WHAT THE TASK REQUIRES:
The answer must consist of each line of the records below that contains the string "acceptor".

[[ INPUT DATA, beginning ]]

impl Server {
    /// Creates a new builder for configuring the server instance.
    ///
    /// # Examples
    ///
    /// ```no_run
    /// # mingoose::impt_default_handler!{ MyStruct }
    /// # #[tokio::main]
    /// # async fn main() {
    /// use tokio::net::TcpListener;
    /// use mingoose::Server;
    ///
    /// let server = Server::builder()
    ///     .listener(TcpListener::bind("127.0.0.1:8080").await.unwrap())
    ///     .handler(MyStruct) // structure with Handler implementation
    ///     .build();
    /// # }
    /// ```
    #[inline]
    pub fn builder<H, S>() -> ServerBuilder<H, S, ()>
    where
        H: Handler<S>,
        S: ConnectionData,
    {
        ServerBuilder {
            listener: None,
            handler: None,
            connection_filter: Arc::new(()),
            events: Arc::new(()),
            _marker: PhantomData,

            server_limits: None,
            request_limits: None,
            response_limits: None,
            connection_limits: None,
        }
    }

    /// Returns a cloneable handle for requesting graceful shutdown.
    ///
    /// Must be called before [`launch`](Self::launch), which consumes `self`.
    #[inline]
    pub fn handle(&self) -> ServerHandle {
        ServerHandle {
            shutdown: self.shutdown.clone(),
        }
    }

    /// Starts the server and begins accepting incoming connections.
    ///
    /// Runs the acceptor loop on the calling task until a [`ServerHandle`]
    /// requests a stop, then waits for every worker to drain before
    /// returning.
    ///
    /// # Examples
    ///
    /// ```no_run
    /// # mingoose::impt_default_handler!{ MyStruct }
    /// # #[tokio::main]
    /// # async fn main() {
    /// use mingoose::Server;
    /// use tokio::net::TcpListener;
    ///
    /// Server::builder()
    ///     .listener(TcpListener::bind("127.0.0.1:8080").await.unwrap())
    ///     .handler(MyStruct) // structure with Handler implementation
    ///     .build()
    ///     .launch()
    ///     .await
    /// # }
    /// ```
    #[inline]
    pub async fn launch(self) {
        const POLL_INTERVAL: Duration = Duration::from_millis(200);

        tracing::info!("acceptor started");

        while self.shutdown.is_running() {
            let accepted = tokio::time::timeout(POLL_INTERVAL, self.listener.accept()).await;

            let Ok(accept_result) = accepted else {
                continue;
            };
            let accept_result = accept_result.inspect_err(|err| {
                tracing::warn!(%err, "accept failed");
            });
            let Ok((stream, client_addr)) = accept_result else {
                continue;
            };
            let Ok(server_addr) = stream.local_addr() else {
                continue;
            };

            tracing::debug!(%client_addr, "connection accepted");
            let socket = AcceptedSocket { stream, client_addr, server_addr };

            if self.queue.len() < self.server_limits.max_pending_connections {
                self.queue.enqueue(socket).await;
            } else {
                tracing::warn!(%client_addr, "accept queue full, rejecting with 503");
                self.error_queue.push(socket);
            }
        }

        tracing::info!("acceptor stopping, draining workers");
        self.queue.stop();
        self.shutdown.wait_for_workers().await;
        self.shutdown.mark_stopped();
        tracing::info!("server stopped");
    }
}

//

/// Builder for configuring and creating [`Server`] instances.
pub struct ServerBuilder<H, S = (), F = ()>
where
    H: Handler<S>,
    S: ConnectionData,
    F: ConnectionFilter,
{
    listener: Option<TcpListener>,
    handler: Option<Arc<H>>,
    connection_filter: Arc<F>,
    events: Arc<dyn EventSink>,
    _marker: PhantomData<S>,

    server_limits: Option<ServerLimits>,
    request_limits: Option<ReqLimits>,
    response_limits: Option<RespLimits>,
    connection_limits: Option<ConnLimits>,
}

impl<H, S, F> ServerBuilder<H, S, F>
where
    H: Handler<S>,
    S: ConnectionData,
    F: ConnectionFilter,
{
    /// Sets the TCP listener that the server will use to accept connections.
    ///
    /// **This is a required component.**
    #[inline(always)]
    pub fn listener(mut self, listener: TcpListener) -> Self {
        self.listener = Some(listener);
        self
    }

    /// Sets the request handler that will process incoming requests.
    ///
    /// **This is a required component.**
    #[inline(always)]
    pub fn handler(mut self, handler: H) -> Self {
        self.handler = Some(Arc::new(handler));
        self
    }

    /// Installs a connection filter to check incoming TCP connections
    /// before using it.
    ///
    /// Allows early rejection of unwanted IP addresses (before the
    /// first read). Can be used for DDoS protection, geobanning, etc.
    ///
    /// For more information, see [ConnectionFilter](crate::ConnectionFilter)
    #[inline(always)]
    pub fn conn_filter<NewF>(self, filter: NewF) -> ServerBuilder<H, S, NewF>
    where
        NewF: ConnectionFilter,
    {
        ServerBuilder {
            listener: self.listener,
            handler: self.handler,
            connection_filter: Arc::new(filter),
            events: self.events,
            _marker: self._marker,
            server_limits: self.server_limits,
            request_limits: self.request_limits,
            response_limits: self.response_limits,
            connection_limits: self.connection_limits,
        }
    }

    /// Installs a sink for server lifecycle events (worker start/stop,
    /// request completion). See [`EventSink`] for the available hooks.
    #[inline(always)]
    pub fn events<E: EventSink>(mut self, events: E) -> Self {
        self.events = Arc::new(events);
        self
    }

    /// Configures server-level concurrency, queueing, and overload behavior.
    #[inline(always)]
    pub fn server_limits(mut self, limits: ServerLimits) -> Self {
        self.server_limits = Some(limits);
        self
    }

    /// Configures per-connection timeouts and lifetime limits.
    #[inline(always)]
    pub fn connection_limits(mut self, limits: ConnLimits) -> Self {
        self.connection_limits = Some(limits);
        self
    }

    /// Configures request parsing and processing limits.
    #[inline(always)]
    pub fn request_limits(mut self, limits: ReqLimits) -> Self {
        self.request_limits = Some(limits);
        self
    }

    /// Configures response processing limits.
    #[inline(always)]
    pub fn response_limits(mut self, limits: RespLimits) -> Self {
        self.response_limits = Some(limits);
        self
    }

    /// Finalizes the builder and constructs a [`Server`] instance.
    ///
    /// # Panics
    ///
    /// Error messages:
    /// - ``The `listener` method must be called to create``
    /// - ``The `handler` method must be called to create``
    ///
    /// Panics when:
    /// - The `listener` method was not called.
    /// - The `handler` method was not called.
    #[inline]
    #[track_caller]
    pub fn build(self) -> Server {
        let (listener, handler, filter, events, limits) = self.get_all_parts();

        let queue = Arc::new(AcceptQueue::new(limits.0.accept_queue_capacity));
        let error_queue: ErrorQueue = Arc::new(SegQueue::new());
        let shutdown = Arc::new(ShutdownCoordinator::new(limits.0.max_connections));

        for _ in 0..limits.0.max_connections {
            Self::spawn_worker(&queue, &shutdown, &limits, &filter, &handler, &events);
        }
        if limits.0.count_503_handlers != 0 {
            for _ in 0..limits.0.count_503_handlers {
                Self::spawn_alarmist(&error_queue, &limits);
            }
        } else {
            Self::spawn_quiet_alarmist(&error_queue, &limits);
        }

        Server {
            listener,
            queue,
            error_queue,
            shutdown,
            server_limits: limits.0,
        }
    }

    #[inline]
    fn spawn_worker(
        queue: &Arc<AcceptQueue>,
        shutdown: &Arc<ShutdownCoordinator>,
        limits: &AllLimits,
        filter: &Arc<F>,
        handler: &Arc<H>,
        events: &Arc<dyn EventSink>,
    ) {
        let queue = queue.clone();
        let shutdown = shutdown.clone();
        let filter = filter.clone();
        let events = events.clone();
        let mut conn = HttpConnection::new(handler.clone(), events.clone(), limits.clone());

        tokio::spawn(async move {
            events.thread_begin();
            tracing::info!("worker started");

            loop {
                let (socket, more) = queue.dequeue().await;

                let Some(AcceptedSocket { mut stream, client_addr, server_addr }) = socket else {
                    break;
                };

                if filter
                    .filter(client_addr, server_addr, &mut conn.response)
                    .is_err()
                    || filter
                        .filter_async(client_addr, server_addr, &mut conn.response)
                        .await
                        .is_err()
                {
                    let _ = conn
                        .conn_limits
                        .write_bytes(&mut stream, conn.response.buffer())
                        .await;

                    conn.response.reset(&conn.resp_limits);
                } else {
                    let _ = conn.run(&mut stream, client_addr, server_addr).await;
                }

                if !more {
                    break;
                }
            }

            events.thread_end();
            shutdown.worker_exited();
            tracing::info!("worker exited");
        });
    }

    #[inline]
    fn spawn_alarmist(queue: &ErrorQueue, limits: &AllLimits) {
        let queue = queue.clone();
        let (server_limits, conn_limits, ..) = limits.clone();

        tokio::spawn(async move {
            loop {
                let Some(AcceptedSocket { mut stream, .. }) = Self::get_overflow(&queue, &server_limits).await else {
                    tokio::task::yield_now().await;
                    continue;
                };

                let _ = conn_limits
                    .send_error(
                        &mut stream,
                        ErrorKind::ServiceUnavailable,
                        Version::Http11,
                        server_limits.json_errors,
                    )
                    .await;
            }
        });
    }

    #[inline]
    fn spawn_quiet_alarmist(queue: &ErrorQueue, limits: &AllLimits) {
        let queue = queue.clone();
        let (server_limits, ..) = limits.clone();

        tokio::spawn(async move {
            loop {
                let Some(socket) = Self::get_overflow(&queue, &server_limits).await else {
                    tokio::task::yield_now().await;
                    continue;
                };

                drop(socket.stream);
            }
        });
    }

    #[inline]
    async fn get_overflow(queue: &ErrorQueue, limits: &ServerLimits) -> Option<AcceptedSocket> {
        match queue.pop() {
            Some(socket) => Some(socket),
            None => {
                match limits.wait_strategy {
                    crate::limits::WaitStrategy::Yield => tokio::task::yield_now().await,
                    crate::limits::WaitStrategy::Sleep(time) => tokio::time::sleep(time).await,
                }
                queue.pop()
            }
        }
    }

    #[inline]
    #[track_caller]
    fn get_all_parts(self) -> (TcpListener, Arc<H>, Arc<F>, Arc<dyn EventSink>, AllLimits) {
        (
            self.listener
                .expect("The `listener` method must be called to create"),
            self.handler
                .expect("The `handler` method must be called to create"),
            self.connection_filter,
            self.events,
            (
                self.server_limits.clone().unwrap_or_default(),
                self.connection_limits.clone().unwrap_or_default(),
                self.request_limits
                    .clone()
                    .unwrap_or_default()
                    .precalculate(),
                self.response_limits.clone().unwrap_or_default(),
            ),
        )
    }
}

[[ INPUT DATA, end ]]

RESULT:
    /// Runs the acceptor loop on the calling task until a [`ServerHandle`]
        tracing::info!("acceptor started");
        tracing::info!("acceptor stopping, draining workers");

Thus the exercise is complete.